Covariance and Correlation
- Statistics 4.5
Covariance
Covariance is a measure of how much two random variables change together. The covariance between two random variables $X$ and $Y$ is defined as:
\[ \text{Cov}(X, Y) = \mathbb{E}[(X - \mathbb{E}[X])(Y - \mathbb{E}[Y])] \]
Properties of Covariance
By expanding the expectation and denoting the means as $\mu_X = \mathbb{E}[X]$ and $\mu_Y = \mathbb{E}[Y]$, we can rewrite the covariance as:
\[ \text{Cov}(X, Y) = \mathbb{E}[XY] - \mu_X \mu_Y \]
Also, covariance has the following properties:
\[ \mathrm{Var}(aX + bY) = a^2 \mathrm{Var}(X) + b^2 \mathrm{Var}(Y) + 2ab \text{Cov}(X, Y) \]
If $X$ and $Y$ are independent, then:
\[ \text{Cov}(X, Y) = 0 \]
However, be cautious: a covariance of zero does not imply independence of $X$ and $Y$.
Correlation
Correlation is a standardized measure of the relationship between two random variables, defined as:
\[ \rho_{X,Y} = \text{Corr}(X, Y) = \frac{\text{Cov}(X, Y)}{\sqrt{\text{Var}(X) \text{Var}(Y)}} \]
By denoting the standard deviations as $\sigma_X = \sqrt{\text{Var}(X)}$ and $\sigma_Y = \sqrt{\text{Var}(Y)}$, we can express correlation as:
\[ \rho_{X,Y} = \frac{\text{Cov}(X, Y)}{\sigma_X \sigma_Y} \]
Properties of Correlation
If $X$ and $Y$ are independent, then:
\[ \rho_{X,Y} = \frac{0}{\sigma_X \sigma_Y} = 0 \]
Also, correlation has the following important property:
- $-1 \leq \rho_{X,Y} \leq 1$
- $\abs{\rho_{X,Y}} = 1$ if and only if there exists $a\neq 0$ such that $Y = aX + b$ for some constant $b$. Then, $\rho_{X,Y} = \text{sgn}\,a$.
Proof
\[ \begin{align*} h(t) &:= \mathrm{E}\left[ ((X-\mu_X)t+(Y-\mu_Y))^2 \right] \nl &= t^2 \sigma_X^2 + 2t \text{Cov}(X, Y) + \sigma_Y^2 \geq 0 \nl \Rightarrow \;\; \text{Disc}_t h &= 4 \text{Cov}(X, Y)^2 - 4 \sigma_X^2 \sigma_Y^2 \leq 0 \nl \therefore & -1 \leq \frac{\text{Cov}(X, Y)}{\sigma_X \sigma_Y} \leq 1 \end{align*} \]
The equality holds if and only if the discriminant is zero, which means $h(t)$ is a perfect square.

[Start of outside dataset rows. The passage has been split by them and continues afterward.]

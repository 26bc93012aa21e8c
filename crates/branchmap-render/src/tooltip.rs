#![forbid(unsafe_code)]

//! Hover tooltips with a show delay.

use std::time::Duration;

/// Tooltip visibility for the node under the pointer.
///
/// Moving onto a node starts the delay. The tooltip shows once the pointer
/// has stayed on the same node for the whole delay. Leaving hides it at once.
#[derive(Debug, Clone, PartialEq, Eq)]
pub struct TooltipState {
    delay: Duration,
    hovered: Option<(String, Duration)>,
    visible: bool,
}

impl TooltipState {
    #[must_use]
    pub const fn new(delay: Duration) -> Self {
        Self {
            delay,
            hovered: None,
            visible: false,
        }
    }

    /// Pointer moved onto `node` (or off every node) at `now`.
    pub fn hover(&mut self, node: Option<&str>, now: Duration) {
        let unchanged = matches!(
            (node, &self.hovered),
            (Some(id), Some((current, _))) if current == id
        );
        if unchanged {
            return;
        }
        self.hovered = node.map(|id| (id.to_owned(), now));
        self.visible = false;
    }

    /// Advance time. Returns the id of the node whose tooltip is showing.
    pub fn poll(&mut self, now: Duration) -> Option<&str> {
        if let Some((_, since)) = &self.hovered
            && now.saturating_sub(*since) >= self.delay
        {
            self.visible = true;
        }
        self.visible()
    }

    /// Id of the node whose tooltip is showing.
    #[must_use]
    pub fn visible(&self) -> Option<&str> {
        match &self.hovered {
            Some((id, _)) if self.visible => Some(id.as_str()),
            _ => None,
        }
    }

    /// Hide and forget the hovered node, e.g. after the scene was rebuilt.
    pub fn clear(&mut self) {
        self.hovered = None;
        self.visible = false;
    }
}

#[cfg(test)]
mod tests {
    use super::*;

    const DELAY: Duration = Duration::from_millis(100);

    #[test]
    fn shows_after_delay() {
        let mut tip = TooltipState::new(DELAY);
        tip.hover(Some("n1"), Duration::from_millis(0));
        assert_eq!(tip.poll(Duration::from_millis(99)), None);
        assert_eq!(tip.poll(Duration::from_millis(100)), Some("n1"));
    }

    #[test]
    fn moving_to_another_node_restarts_delay() {
        let mut tip = TooltipState::new(DELAY);
        tip.hover(Some("n1"), Duration::from_millis(0));
        assert_eq!(tip.poll(Duration::from_millis(150)), Some("n1"));
        tip.hover(Some("n2"), Duration::from_millis(160));
        assert_eq!(tip.poll(Duration::from_millis(200)), None);
        tip.hover(Some("n2"), Duration::from_millis(250));
        assert_eq!(tip.poll(Duration::from_millis(260)), Some("n2"));
    }

    #[test]
    fn leaving_hides() {
        let mut tip = TooltipState::new(DELAY);
        tip.hover(Some("n1"), Duration::ZERO);
        tip.poll(Duration::from_secs(1));
        tip.hover(None, Duration::from_secs(1));
        assert_eq!(tip.visible(), None);
    }
}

This implies that there exists a constant $a \neq 0$ such that $Y = aX + b$ for some constant $b$, leading to $\rho_{X,Y} = \text{sgn}\, a$.
Multivariate Normal Distribution
The multivariate normal distribution is a generalization of the normal distribution to multiple dimensions. A random vector $\mathbf{X} = (X_1, X_2, \ldots, X_n)$ follows a multivariate normal distribution if every linear combination of its components is normally distributed. The multivariate normal distribution is characterized by its mean vector $\bs{\mu} = (\mu_1, \mu_2, \ldots, \mu_n)$ and covariance matrix $\bs{\Sigma}$, which is a symmetric positive semi-definite matrix.
The probability density function of a multivariate normal distribution is given by:
\[ f(\mathbf{x}) = \frac{1}{\sqrt{(2\pi)^n \det \bs{\Sigma}}} \exp\left(-\frac{1}{2}(\mathbf{x} - \bs{\mu})^\top \bs{\Sigma}^{-1} (\mathbf{x} - \bs{\mu})\right) \]
where $\mathbf{x}$ is a vector in $\mathbb{R}^n$, $\bs{\mu}$ is the mean vector, and $\bs{\Sigma}$ is the covariance matrix: $\Sigma_{i,j} = \text{Cov}(X_i, X_j)$. Then we write as:
\[ \mathbf{X} \sim \mathcal{N}(\bs{\mu}, \Sigma) \]
Let’s check an important property of the multivariate normal distribution:
\[ X_i \sim \mathcal{N}(\mu_i, \sigma_i^2) \]
where $\sigma_i^2 = \Sigma_{i,i}$ is the variance of $X_i$ and $\mu_i$ is the mean of $X_i$.